The ship foundered in the rocky bay of Stroms Hellier. Most of the Spaniards climbed up the masts as the ship was sinking and escaped on to dry land. Many folk tales surround their stay on the island. Some say they taught the islanders their famous two-stranded knitting technique, but evidence suggests the islanders bartered their knitting with visiting vessels before then. Other tales claim that the islanders murdered many Spaniards. Other folklore has it that the starving Spanish killed and ate the islanders' livestock (including ponies). The fifty Spaniards who died during their exile were most likely killed by starvation or exposure.

Although the islanders would have been unlikely to refuse hospitality to their new, armed guests who outnumbered them, accounts suggest that the Spaniards behaved like perfect gentlemen. The sailors and soldiers stayed for two months, departing first for St Andrews and then Edinburgh before setting sail for Spain after being promised by Queen Elizabeth that they would not be molested. But the Queen only promised that English ships would not attack them and informed the Dutch of their voyage. They were attacked en route by Dutch gunships. Half never reached their home.

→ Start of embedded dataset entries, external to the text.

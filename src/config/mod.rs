//! Configuration module
//!
//! This module handles loading, parsing, and validating TOML configuration files.
//!
//! # Example
//!
//! ```no_run
//! use content_crawler::config::load_config;
//! use std::path::Path;
//!
//! let config = load_config(Path::new("crawler.toml")).unwrap();
//! println!("Crawler will use {} workers", config.crawler.max_workers);
//! ```

mod parser;
mod types;
mod validation;

// Re-export types
pub use types::{Config, CrawlerConfig, HttpConfig, OutputConfig};

// Re-export parser functions
pub use parser::{load_config, load_config_or_default, parse_config};
pub use validation::validate;
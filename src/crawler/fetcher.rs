//! HTTP fetching for the crawl workers
//!
//! This module handles all HTTP requests for the crawler, including:
//! - Building HTTP clients with the configured user agent and timeouts
//! - Per-domain courtesy delays shared by every session
//! - Retry with exponential backoff for timeouts and 5xx responses
//! - Mapping transport errors to synthetic statuses
//! - A round-robin pool of independent sessions

use crate::config::{Config, CrawlerConfig, HttpConfig};
use crate::state::DomainRegistry;
use crate::url::extract_domain;
use async_trait::async_trait;
use rand::Rng;
use reqwest::{header::CONTENT_TYPE, redirect::Policy, Client};
use std::sync::atomic::{AtomicUsize, Ordering};
use std::sync::Arc;
use std::time::Duration;
use thiserror::Error;
use url::Url;

/// Status recorded when a request timed out
pub const TIMEOUT_STATUS: u16 = 408;

/// Status recorded when no HTTP response was received at all
pub const TRANSPORT_FAILURE_STATUS: u16 = 500;

/// Longest jitter added to a rate-limit wait
const MAX_RATE_LIMIT_JITTER: Duration = Duration::from_millis(100);

/// Keeps `base * 2^attempt` from overflowing
const MAX_BACKOFF_EXPONENT: u32 = 16;

/// One response as received from the network
#[derive(Debug, Clone, Default)]
pub struct RawResponse {
    pub status: u16,
    pub body: String,
    pub headers: Vec<(String, String)>,
    pub content_type: Option<String>,
}

/// Why a single attempt produced no response
#[derive(Debug, Clone, PartialEq, Eq, Error)]
pub enum TransportError {
    #[error("Request timeout")]
    Timeout,

    #[error("Connection failed: {0}")]
    Connect(String),

    #[error("Request failed: {0}")]
    Other(String),
}

impl TransportError {
    /// The status a failed attempt is recorded with
    pub fn synthetic_status(&self) -> u16 {
        match self {
            Self::Timeout => TIMEOUT_STATUS,
            Self::Connect(_) | Self::Other(_) => TRANSPORT_FAILURE_STATUS,
        }
    }
}

/// Performs a single GET attempt
///
/// Implementations own their connection state; the fetcher layers rate
/// limiting and retries on top.
#[async_trait]
pub trait Transport: Send + Sync {
    async fn get(&self, url: &str) -> Result<RawResponse, TransportError>;
}

/// Builds an HTTP client with proper configuration
///
/// # Arguments
///
/// * `config` - The HTTP session configuration
/// * `timeout` - Whole-request timeout
///
/// # Returns
///
/// * `Ok(Client)` - Successfully built HTTP client
/// * `Err(reqwest::Error)` - Failed to build client
pub fn build_http_client(config: &HttpConfig, timeout: Duration) -> Result<Client, reqwest::Error> {
    Client::builder()
        .user_agent(config.user_agent.as_str())
        .timeout(timeout)
        .connect_timeout(Duration::from_secs(10).min(timeout))
        .redirect(Policy::limited(config.max_redirects))
        .gzip(true)
        .brotli(true)
        .build()
}

/// `reqwest`-backed transport with its own connection pool
#[derive(Debug, Clone)]
pub struct HttpTransport {
    client: Client,
}

impl HttpTransport {
    pub fn new(config: &HttpConfig, timeout: Duration) -> Result<Self, reqwest::Error> {
        Ok(Self {
            client: build_http_client(config, timeout)?,
        })
    }
}

#[async_trait]
impl Transport for HttpTransport {
    async fn get(&self, url: &str) -> Result<RawResponse, TransportError> {
        let response = self.client.get(url).send().await.map_err(classify_error)?;

        let status = response.status().as_u16();
        let headers: Vec<(String, String)> = response
            .headers()
            .iter()
            .map(|(name, value)| {
                (
                    name.as_str().to_string(),
                    value.to_str().unwrap_or_default().to_string(),
                )
            })
            .collect();
        let content_type = response
            .headers()
            .get(CONTENT_TYPE)
            .and_then(|v| v.to_str().ok())
            .map(str::to_string);

        let body = response.text().await.map_err(classify_error)?;

        Ok(RawResponse {
            status,
            body,
            headers,
            content_type,
        })
    }
}

fn classify_error(e: reqwest::Error) -> TransportError {
    if e.is_timeout() {
        TransportError::Timeout
    } else if e.is_connect() {
        TransportError::Connect(e.to_string())
    } else {
        TransportError::Other(e.to_string())
    }
}

/// Outcome of a fetch after all retries
///
/// Transport failures carry a synthetic status and an empty body, so every
/// fetch yields something a worker can record.
#[derive(Debug, Clone, Default)]
pub struct FetchOutcome {
    pub status: u16,
    pub body: String,
    pub headers: Vec<(String, String)>,
    pub content_type: Option<String>,
    /// Attempts made, at least one
    pub attempts: u32,
    /// Set for non-2xx statuses and transport failures
    pub error: Option<String>,
}
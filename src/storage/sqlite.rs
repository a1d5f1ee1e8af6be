//! SQLite storage implementation
//!
//! This module provides a SQLite-based implementation of the Storage trait.

use crate::storage::schema::initialize_schema;
use crate::storage::traits::{Storage, StorageError, StorageResult};
use crate::storage::{PageRecord, PageResult, RunRecord, RunStatus};
use chrono::Utc;
use rusqlite::{params, Connection, OptionalExtension, Row};
use std::path::Path;

const RUN_COLUMNS: &str =
    "run_id, input_ref, status, max_depth, total_urls, error_message, created_at, updated_at";

const PAGE_COLUMNS: &str = "id, run_id, url, domain, parent_id, referer_url, status_code, depth,
     content_hash, title, meta_description, content_type, content_length, retry_count,
     last_error, created_at";

/// SQLite storage backend
pub struct SqliteStorage {
    conn: Connection,
}

impl SqliteStorage {
    /// Opens or creates the database at `path`
    ///
    /// # Arguments
    ///
    /// * `path` - Path to the SQLite database file
    ///
    /// # Returns
    ///
    /// * `Ok(SqliteStorage)` - Successfully opened/created database
    /// * `Err(StorageError)` - Failed to open database
    pub fn new(path: &Path) -> StorageResult<Self> {
        if let Some(parent) = path.parent().filter(|p| !p.as_os_str().is_empty()) {
            std::fs::create_dir_all(parent)?;
        }

        let conn = Connection::open(path)?;

        conn.execute_batch(
            "
            PRAGMA journal_mode = WAL;
            PRAGMA synchronous = NORMAL;
            PRAGMA foreign_keys = ON;
            PRAGMA temp_store = MEMORY;
        ",
        )?;

        initialize_schema(&conn)?;

        Ok(Self { conn })
    }

    /// Creates an in-memory database
    pub fn open_in_memory() -> StorageResult<Self> {
        let conn = Connection::open_in_memory()?;
        conn.execute_batch("PRAGMA foreign_keys = ON;")?;
        initialize_schema(&conn)?;
        Ok(Self { conn })
    }

    /// Applies a terminal transition to a run that is still running
    fn finish_run(
        &mut self,
        run_id: &str,
        status: RunStatus,
        message: Option<&str>,
    ) -> StorageResult<bool> {
        let now = Utc::now().to_rfc3339();
        let changed = self.conn.execute(
            "UPDATE runs SET status = ?1, error_message = COALESCE(?2, error_message), updated_at = ?3
             WHERE run_id = ?4 AND status = ?5",
            params![
                status.to_db_string(),
                message,
                now,
                run_id,
                RunStatus::Running.to_db_string()
            ],
        )?;

        if changed == 0 {
            // Distinguish "already terminal" from "never existed"
            self.get_run(run_id)?;
        }

        Ok(changed > 0)
    }
}

fn run_from_row(row: &Row<'_>) -> rusqlite::Result<RunRecord> {
    Ok(RunRecord {
        run_id: row.get(0)?,
        input_ref: row.get(1)?,
        status: RunStatus::from_db_string(&row.get::<_, String>(2)?).unwrap_or(RunStatus::Failed),
        max_depth: row.get(3)?,
        total_urls: row.get::<_, i64>(4)?.max(0) as u64,
        error_message: row.get(5)?,
        created_at: row.get(6)?,
        updated_at: row.get(7)?,
    })
}

fn page_from_row(row: &Row<'_>) -> rusqlite::Result<PageRecord> {
    Ok(PageRecord {
        page: PageResult {
            page_id: row.get(0)?,
            run_id: row.get(1)?,
            url: row.get(2)?,
            domain: row.get(3)?,
            parent_page_id: row.get(4)?,
            referer_url: row.get(5)?,
            status_code: row.get(6)?,
            depth: row.get(7)?,
            content_hash: row.get(8)?,
            title: row.get(9)?,
            meta_description: row.get(10)?,
            content_type: row.get(11)?,
            content_length: row.get::<_, i64>(12)?.max(0) as u64,
            retry_count: row.get(13)?,
            error_message: row.get(14)?,
        },
        created_at: row.get(15)?,
    })
}

impl Storage for SqliteStorage {
    // ===== Run Management =====

    fn create_run(&mut self, run_id: &str, input_ref: &str, max_depth: u32) -> StorageResult<()> {
        let now = Utc::now().to_rfc3339();
        self.conn.execute(
            "INSERT INTO runs (run_id, input_ref, status, max_depth, total_urls, created_at, updated_at)
             VALUES (?1, ?2, ?3, ?4, 0, ?5, ?5)",
            params![
                run_id,
                input_ref,
                RunStatus::Running.to_db_string(),
                max_depth,
                now
            ],
        )?;
        Ok(())
    }

    fn update_total_urls(&mut self, run_id: &str, total: u64) -> StorageResult<()> {
        let now = Utc::now().to_rfc3339();
        let changed = self.conn.execute(
            "UPDATE runs SET total_urls = ?1, updated_at = ?2 WHERE run_id = ?3 AND status = ?4",
            params![
                i64::try_from(total).unwrap_or(i64::MAX),
                now,
                run_id,
                RunStatus::Running.to_db_string()
            ],
        )?;

        if changed == 0 {
            return Err(StorageError::Database(format!(
                "run {} is not running",
                run_id
            )));
        }
        Ok(())
    }

    fn mark_completed(&mut self, run_id: &str) -> StorageResult<bool> {
        self.finish_run(run_id, RunStatus::Completed, None)
    }

    fn mark_failed(&mut self, run_id: &str, message: &str) -> StorageResult<bool> {
        self.finish_run(run_id, RunStatus::Failed, Some(message))
    }

    fn get_run(&self, run_id: &str) -> StorageResult<RunRecord> {
        self.conn
            .query_row(
                &format!("SELECT {} FROM runs WHERE run_id = ?1", RUN_COLUMNS),
                params![run_id],
                run_from_row,
            )
            .optional()?
            .ok_or_else(|| StorageError::RunNotFound(run_id.to_string()))
    }

    fn list_runs(&self, limit: usize) -> StorageResult<Vec<RunRecord>> {
        let mut stmt = self.conn.prepare(&format!(
            "SELECT {} FROM runs ORDER BY rowid DESC LIMIT ?1",
            RUN_COLUMNS
        ))?;

        let runs = stmt
            .query_map(params![i64::try_from(limit).unwrap_or(i64::MAX)], run_from_row)?
            .collect::<Result<Vec<_>, _>>()?;

        Ok(runs)
    }

    // ===== Page Results =====

    fn store_page(&mut self, page: &PageResult) -> StorageResult<()> {
        let now = Utc::now().to_rfc3339();
        self.conn.execute(
            &format!(
                "INSERT OR REPLACE INTO pages ({}) VALUES (?1, ?2, ?3, ?4, ?5, ?6, ?7, ?8, ?9, ?10, ?11, ?12, ?13, ?14, ?15, ?16)",
                PAGE_COLUMNS
            ),
            params![
                page.page_id,
                page.run_id,
                page.url,
                page.domain,
                page.parent_page_id,
                page.referer_url,
                page.status_code,
                page.depth,
                page.content_hash,
                page.title,
                page.meta_description,
                page.content_type,
                i64::try_from(page.content_length).unwrap_or(i64::MAX),
                page.retry_count,
                page.error_message,
                now
            ],
        )?;
        Ok(())
    }

    fn pages_for_run(&self, run_id: &str) -> StorageResult<Vec<PageRecord>> {
        let mut stmt = self.conn.prepare(&format!(
            "SELECT {} FROM pages WHERE run_id = ?1 ORDER BY rowid",
            PAGE_COLUMNS
        ))?;

        let pages = stmt
            .query_map(params![run_id], page_from_row)?
            .collect::<Result<Vec<_>, _>>()?;

        Ok(pages)
    }

    fn count_pages(&self, run_id: &str) -> StorageResult<u64> {
        let count: i64 = self.conn.query_row(
            "SELECT COUNT(*) FROM pages WHERE run_id = ?1",
            params![run_id],
            |row| row.get(0),
        )?;
        Ok(count.max(0) as u64)
    }
}

#[cfg(test)]
mod tests {
    use super::*;

    fn sample_page(run_id: &str, page_id: &str, url: &str) -> PageResult {
        PageResult {
            page_id: page_id.to_string(),
            run_id: run_id.to_string(),
            url: url.to_string(),
            domain: "example.com".to_string(),
            status_code: 200,
            depth: 0,
            parent_page_id: None,
            referer_url: None,
            content_hash: Some("abc123".to_string()),
            title: Some("Example".to_string()),
            meta_description: None,
            content_type: Some("text/html".to_string()),
            content_length: 512,
            error_message: None,
            retry_count: 0,
        }
    }

    #[test]
    fn test_create_and_get_run() {
        let mut storage = SqliteStorage::open_in_memory().unwrap();
        storage.create_run("run-1", "seeds.csv", 2).unwrap();

        let run = storage.get_run("run-1").unwrap();
        assert_eq!(run.status, RunStatus::Running);
        assert_eq!(run.input_ref, "seeds.csv");
        assert_eq!(run.max_depth, 2);
        assert_eq!(run.total_urls, 0);
    }

    #[test]
    fn test_get_missing_run() {
        let storage = SqliteStorage::open_in_memory().unwrap();
        assert!(matches!(
            storage.get_run("nope"),
            Err(StorageError::RunNotFound(_))
        ));
    }

    #[test]
    fn test_update_total_urls() {
        let mut storage = SqliteStorage::open_in_memory().unwrap();
        storage.create_run("run-1", "seeds.csv", 1).unwrap();
        storage.update_total_urls("run-1", 42).unwrap();
        assert_eq!(storage.get_run("run-1").unwrap().total_urls, 42);
    }

    #[test]
    fn test_terminal_state_is_final() {
        let mut storage = SqliteStorage::open_in_memory().unwrap();
        storage.create_run("run-1", "seeds.csv", 1).unwrap();

        assert!(storage.mark_completed("run-1").unwrap());
        assert!(!storage.mark_failed("run-1", "late failure").unwrap());
        assert!(!storage.mark_completed("run-1").unwrap());

        let run = storage.get_run("run-1").unwrap();
        assert_eq!(run.status, RunStatus::Completed);
        assert_eq!(run.error_message, None);
        assert!(storage.update_total_urls("run-1", 5).is_err());
    }

    #[test]
    fn test_mark_failed_records_message() {
        let mut storage = SqliteStorage::open_in_memory().unwrap();
        storage.create_run("run-1", "seeds.csv", 1).unwrap();
        assert!(storage.mark_failed("run-1", "seed file missing").unwrap());

        let run = storage.get_run("run-1").unwrap();
        assert_eq!(run.status, RunStatus::Failed);
        assert_eq!(run.error_message.as_deref(), Some("seed file missing"));
    }

    #[test]
    fn test_mark_unknown_run_errors() {
        let mut storage = SqliteStorage::open_in_memory().unwrap();
        assert!(storage.mark_completed("ghost").is_err());
    }

    #[test]
    fn test_store_and_list_pages() {
        let mut storage = SqliteStorage::open_in_memory().unwrap();
        storage.create_run("run-1", "seeds.csv", 1).unwrap();

        let root = sample_page("run-1", "p1", "https://example.com/");
        let mut child = sample_page("run-1", "p2", "https://example.com/a");
        child.depth = 1;
        child.parent_page_id = Some("p1".to_string());
        child.referer_url = Some("https://example.com/".to_string());
        child.status_code = 500;
        child.error_message = Some("HTTP 500".to_string());
        child.retry_count = 2;

        storage.store_page(&root).unwrap();
        storage.store_page(&child).unwrap();

        let pages = storage.pages_for_run("run-1").unwrap();
        assert_eq!(pages.len(), 2);
        assert_eq!(pages[0].page, root);
        assert_eq!(pages[1].page, child);
        assert_eq!(storage.count_pages("run-1").unwrap(), 2);
    }

    #[test]
    fn test_store_page_is_idempotent() {
        let mut storage = SqliteStorage::open_in_memory().unwrap();
        storage.create_run("run-1", "seeds.csv", 1).unwrap();

        let page = sample_page("run-1", "p1", "https://example.com/");
        storage.store_page(&page).unwrap();
        storage.store_page(&page).unwrap();

        assert_eq!(storage.count_pages("run-1").unwrap(), 1);
    }

    #[test]
    fn test_page_requires_run() {
        let mut storage = SqliteStorage::open_in_memory().unwrap();
        let page = sample_page("missing-run", "p1", "https://example.com/");
        assert!(storage.store_page(&page).is_err());
    }

    #[test]
    fn test_list_runs_newest_first() {
        let mut storage = SqliteStorage::open_in_memory().unwrap();
        storage.create_run("run-1", "a.csv", 1).unwrap();
        storage.create_run("run-2", "b.csv", 1).unwrap();
        storage.create_run("run-3", "c.csv", 1).unwrap();

        let runs = storage.list_runs(2).unwrap();
        assert_eq!(runs.len(), 2);
        assert_eq!(runs[0].run_id, "run-3");
        assert_eq!(runs[1].run_id, "run-2");
    }

    #[test]
    fn test_file_backed_database() {
        let dir = tempfile::tempdir().unwrap();
        let path = dir.path().join("nested").join("crawl.db");
        {
            let mut storage = SqliteStorage::new(&path).unwrap();
            storage.create_run("run-1", "seeds.csv", 1).unwrap();
        }
        let storage = SqliteStorage::new(&path).unwrap();
        assert_eq!(storage.get_run("run-1").unwrap().run_id, "run-1");
    }
}
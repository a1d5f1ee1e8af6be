//! Crawler module: the concurrent crawl engine
//!
//! This module contains the core crawling logic, including:
//! - The frontier queue with drain detection
//! - HTTP fetching with per-domain rate limiting and retry
//! - Content parsing and link extraction
//! - Workers, the result sink and overall run coordination

mod coordinator;
mod fetcher;
mod frontier;
mod parser;
mod sink;
mod worker;

pub use coordinator::{run_crawl, Coordinator, CrawlLimits, ShutdownHandle, CANCELLED_MESSAGE};
pub use fetcher::{
    build_http_client, FetchOutcome, FetchPolicy, Fetcher, FetcherPool, HttpTransport, RawResponse,
    Transport, TransportError, TIMEOUT_STATUS, TRANSPORT_FAILURE_STATUS,
};
pub use frontier::{CrawlTask, Frontier, TaskGuard};
pub use parser::{content_hash, parse_html, ContentParser, ContentStrategy, HtmlContentParser, ParseError, ParsedContent};
pub use sink::{spawn_sink, ResultSink, SinkItem, SinkSummary};
pub use worker::{run_worker, WorkerContext, WorkerSettings};
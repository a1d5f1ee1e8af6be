//! Seed URL input
//!
//! A run starts from the URLs a [`SeedSource`] provides. Two sources ship
//! with the crate:
//! - [`FileSeedSource`] reads a CSV file, or a file listing CSV paths
//! - [`StaticSeeds`] wraps an in-memory list
//!
//! Both return entries deduplicated by normalized URL, first occurrence wins.

use crate::url::normalize_url;
use crate::CrawlError;
use async_trait::async_trait;
use std::collections::HashSet;
use std::path::{Path, PathBuf};

/// One seed URL with its optional description column
#[derive(Debug, Clone, PartialEq, Eq)]
pub struct UrlEntry {
    pub url: String,
    pub description: Option<String>,
}

impl UrlEntry {
    pub fn new(url: impl Into<String>) -> Self {
        Self {
            url: url.into(),
            description: None,
        }
    }
}

/// Provides the seed list for a run
#[async_trait]
pub trait SeedSource: Send + Sync {
    /// Deduplicated seed entries; may be empty
    async fn seed_urls(&self) -> Result<Vec<UrlEntry>, CrawlError>;

    /// Recorded as the run's input reference
    fn describe(&self) -> String;
}

/// Seeds from a `.csv` file or from a file listing CSV paths
///
/// CSV files carry the URL in the first column and an optional description
/// in the second. A first row whose first cell mentions "url" is treated as
/// a header. List files hold one CSV path per line, relative to the list
/// file; blank lines and `#` comments are ignored.
#[derive(Debug, Clone)]
pub struct FileSeedSource {
    path: PathBuf,
}

impl FileSeedSource {
    pub fn new(path: impl Into<PathBuf>) -> Self {
        Self { path: path.into() }
    }

    fn is_csv(path: &Path) -> bool {
        path.extension()
            .map_or(false, |ext| ext.eq_ignore_ascii_case("csv"))
    }

    async fn csv_paths(&self) -> Result<Vec<PathBuf>, CrawlError> {
        let listing = read_input(&self.path).await?;
        let base = self.path.parent().unwrap_or_else(|| Path::new(""));

        let mut paths = Vec::new();
        for (line_num, line) in listing.lines().enumerate() {
            let line = line.trim();
            if line.is_empty() || line.starts_with('#') {
                continue;
            }

            let candidate = Path::new(line);
            let path = if candidate.is_absolute() {
                candidate.to_path_buf()
            } else {
                base.join(candidate)
            };

            if tokio::fs::metadata(&path).await.is_ok() {
                paths.push(path);
            } else {
                tracing::warn!(
                    "CSV file not found: {} (line {} of {})",
                    path.display(),
                    line_num + 1,
                    self.path.display()
                );
            }
        }
        Ok(paths)
    }
}

#[async_trait]
impl SeedSource for FileSeedSource {
    async fn seed_urls(&self) -> Result<Vec<UrlEntry>, CrawlError> {
        tracing::info!("Reading seed URLs from {}", self.path.display());

        let mut entries = Vec::new();
        if Self::is_csv(&self.path) {
            entries.extend(read_csv(&self.path).await?);
        } else {
            let files = self.csv_paths().await?;
            tracing::debug!("{} lists {} CSV files", self.path.display(), files.len());
            for file in files {
                entries.extend(read_csv(&file).await?);
            }
        }

        let unique = deduplicate(entries);
        tracing::info!("Loaded {} unique seed URLs", unique.len());
        Ok(unique)
    }

    fn describe(&self) -> String {
        self.path.display().to_string()
    }
}

/// Seeds held in memory
#[derive(Debug, Clone, Default)]
pub struct StaticSeeds {
    urls: Vec<String>,
}

impl StaticSeeds {
    pub fn new<I, S>(urls: I) -> Self
    where
        I: IntoIterator<Item = S>,
        S: Into<String>,
    {
        Self {
            urls: urls.into_iter().map(Into::into).collect(),
        }
    }
}

#[async_trait]
impl SeedSource for StaticSeeds {
    async fn seed_urls(&self) -> Result<Vec<UrlEntry>, CrawlError> {
        Ok(deduplicate(
            self.urls.iter().map(|url| UrlEntry::new(url.as_str())).collect(),
        ))
    }

    fn describe(&self) -> String {
        match self.urls.as_slice() {
            [single] => single.clone(),
            urls => format!("{} inline URLs", urls.len()),
        }
    }
}

async fn read_input(path: &Path) -> Result<String, CrawlError> {
    tokio::fs::read_to_string(path)
        .await
        .map_err(|e| CrawlError::Input(format!("{}: {}", path.display(), e)))
}

/// Extracts entries from CSV text, skipping invalid URLs
///
/// Quoted cells may span lines; only the first two columns are read.
fn parse_csv(content: &str) -> Result<Vec<UrlEntry>, csv::Error> {
    let mut reader = csv::ReaderBuilder::new()
        .has_headers(false)
        .flexible(true)
        .trim(csv::Trim::All)
        .from_reader(content.as_bytes());

    let mut entries = Vec::new();
    for (index, record) in reader.records().enumerate() {
        let record = record?;
        let first = record.get(0).unwrap_or_default();

        if index == 0 && first.to_ascii_lowercase().contains("url") && normalize_url(first).is_err()
        {
            continue;
        }
        if first.is_empty() {
            continue;
        }

        if let Err(e) = normalize_url(first) {
            let line = record.position().map_or(index as u64 + 1, |p| p.line());
            tracing::debug!("Skipping seed {:?} on line {}: {}", first, line, e);
            continue;
        }

        entries.push(UrlEntry {
            url: first.to_string(),
            description: record.get(1).filter(|d| !d.is_empty()).map(str::to_string),
        });
    }

    Ok(entries)
}

async fn read_csv(path: &Path) -> Result<Vec<UrlEntry>, CrawlError> {
    let content = read_input(path).await?;
    parse_csv(&content).map_err(|e| CrawlError::Input(format!("{}: {}", path.display(), e)))
}

/// Keeps the first entry for each normalized URL
fn deduplicate(entries: Vec<UrlEntry>) -> Vec<UrlEntry> {
    let mut seen = HashSet::new();
    entries
        .into_iter()
        .filter(|entry| {
            let key = normalize_url(&entry.url)
                .map(|u| u.to_string())
                .unwrap_or_else(|_| entry.url.clone());
            seen.insert(key)
        })
        .collect()
}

In 1970 two divers, Colin Martin and Sydney Wignall, excavated the wreck of El Gran Grifn. They discovered that almost 50 percent of the ship's heaviest artillery had not been fired. When the salvage of other armada vessels showed the same thing, archaeologists speculated this showed design flaws in the Spanish ships that must have contributed to their defeat. In 1984 a delegation from Spain, all dressed as conquistadors, planted an iron cross in the island's cemetery in remembrance of the sailors who had died there.